今日の草履は、千葉県松戸市のご夫婦のオーダー草履です。ご注文フォームから「完全おまかせ」でしたので、色違いのペア草履にしてみました。「おまかせ」の中でも特にお好みの色指定がない場合、これまでもペア草履は幾度となくお作りしています。角館草履をご夫婦で履かれるのですから仲良しは疑うべくもありませんが、万一「ペアなんてまっぴらよ!」という場合はあらかじめお知らせください(笑)。
本日の便で出発しました、明日到着ですよ~(^^)/

昨日は全国で高気温が話題となりましたが、秋田県も例外ではありません。角館で36℃に達し、横手市では38℃を記録しました。もはや体温超えですよ。
実演席は蔵の中といえ、33℃を超えています。あと少し上がっていれば家に帰ったかもしれません。それくらい仕事に対する根気が失われるものでした。
今日も予報では30℃に達するうえ、雨模様で湿度がだいぶ高いと言われていました。急きょ「今日から休もうかな…」が頭をよぎったのですが、そうしなくて良かったと心底思ったのは今日のお昼過ぎでしたか。

『あ~、お父さんここだわ~、間違いない~!』と言いながら入って見えたご夫婦は、お見受けしたところ七十歳ほどでしょうか。千葉県柏市にお住まいだそうです。詳しく聞いてみると、ご夫婦はおよそ十年前、西宮家で私の草履をお買い上げでした。私が西宮家で草履を編むようになって十二年足らずですから、草創期のお客様ということになります。履き潰してまた欲しくても注文の術が分からず、それがずっと頭の中にあったといいます。

ご主人は、『蕎麦を食べてそのまま駅へ行こうかとも思ったんだけど、ダメで元々草履のことを町で訊いたんですよ。
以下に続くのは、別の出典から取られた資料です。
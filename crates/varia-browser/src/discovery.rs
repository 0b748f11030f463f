//! Target discovery: which pages a run has to visit.

use crate::actions::{js_string, BrowserActions};
use crate::error::{BrowserError, Result};
use async_trait::async_trait;
use varia_core::{Category, Locator};

/// Lists the target pages of one category.
#[async_trait]
pub trait TargetDiscovery: Send + Sync {
    async fn discover(&self, category: Category) -> Result<Vec<Locator>>;

    /// Release whatever discovery browsed with. Called once targets are known.
    async fn close(&self) -> Result<()> {
        Ok(())
    }
}

/// A fixed list of targets from configuration.
#[derive(Debug)]
pub struct StaticTargets(pub Vec<Locator>);

#[async_trait]
impl TargetDiscovery for StaticTargets {
    async fn discover(&self, _category: Category) -> Result<Vec<Locator>> {
        Ok(self.0.clone())
    }
}

/// Collects target links from the category's index page.
pub struct LinkDiscovery<A> {
    page: A,
    index_url: String,
    link_selector: String,
}

impl<A: BrowserActions> LinkDiscovery<A> {
    pub fn new(page: A, index_url: impl Into<String>, link_selector: impl Into<String>) -> Self {
        Self {
            page,
            index_url: index_url.into(),
            link_selector: link_selector.into(),
        }
    }

    /// The wrapped page.
    pub fn page(&self) -> &A {
        &self.page
    }
}

/// Valid, first-seen-order unique locators among `hrefs`.
fn unique_locators(hrefs: Vec<String>) -> Vec<Locator> {
    let mut seen = std::collections::HashSet::new();
    let mut locators = Vec::new();
    for href in hrefs {
        let href = href.split('#').next().unwrap_or_default().to_string();
        if !seen.insert(href.clone()) {
            continue;
        }
        match Locator::new(href) {
            Ok(locator) => locators.push(locator),
            Err(e) => tracing::debug!("Ignoring link: {}", e),
        }
    }
    locators
}

#[async_trait]
impl<A: BrowserActions + 'static> TargetDiscovery for LinkDiscovery<A> {
    async fn discover(&self, category: Category) -> Result<Vec<Locator>> {
        self.page.navigate(&self.index_url).await?;

        let script = format!(
            "Array.from(document.querySelectorAll({})).map(a => a.href)",
            js_string(&self.link_selector)
        );
        let hrefs: Vec<String> = serde_json::from_value(self.page.evaluate(&script).await?)
            .map_err(|e| BrowserError::Script(e.to_string()))?;

        let locators = unique_locators(hrefs);
        if locators.is_empty() {
            return Err(BrowserError::SelectorNotFound(self.link_selector.clone()));
        }

        tracing::info!("Discovered {} {} targets", locators.len(), category);
        Ok(locators)
    }

    async fn close(&self) -> Result<()> {
        self.page.close().await
    }
}

#[cfg(test)]
mod tests {
    use super::*;

    #[test]
    fn test_unique_locators_dedupes_and_filters() {
        let hrefs = vec![
            "https://example.com/ui/marketing/sections/heroes".to_string(),
            "https://example.com/ui/marketing/sections/heroes#preview".to_string(),
            "https://example.com/pricing".to_string(),
            "https://example.com/ui/marketing/sections/footers".to_string(),
        ];
        let locators = unique_locators(hrefs);
        let urls: Vec<_> = locators.iter().map(Locator::as_str).collect();
        assert_eq!(
            urls,
            vec![
                "https://example.com/ui/marketing/sections/heroes",
                "https://example.com/ui/marketing/sections/footers",
            ]
        );
    }

    #[tokio::test]
    async fn test_static_targets() {
        let targets = StaticTargets(vec![Locator::new("https://example.com/a/b/c").unwrap()]);
        let found = targets.discover(Category::Marketing).await.unwrap();
        assert_eq!(found.len(), 1);
    }
}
そしたらここを教えられて、いや~、諦めるもんじゃないですね、はははっ』。
奥様は、『あの頃とちっとも変りませんね、むしろ若くなった感じ、はははっ』。
ご夫婦が私との再会を喜ぶ姿がとても嬉しくて、『また十年も会わなければ、高校生くらいに戻ってるかもしれませんよっ』とお応えしました。

こちらのご夫婦もオーダーは「完全おまかせ」です。十年前はなかった「土踏まず付き」と共に、今の角館草履をじっくり味わってほしいと願っています。あまりの暑さにいっときは今日の実演を諦めようと思いましたが、いや~、諦めるもんじゃないですね!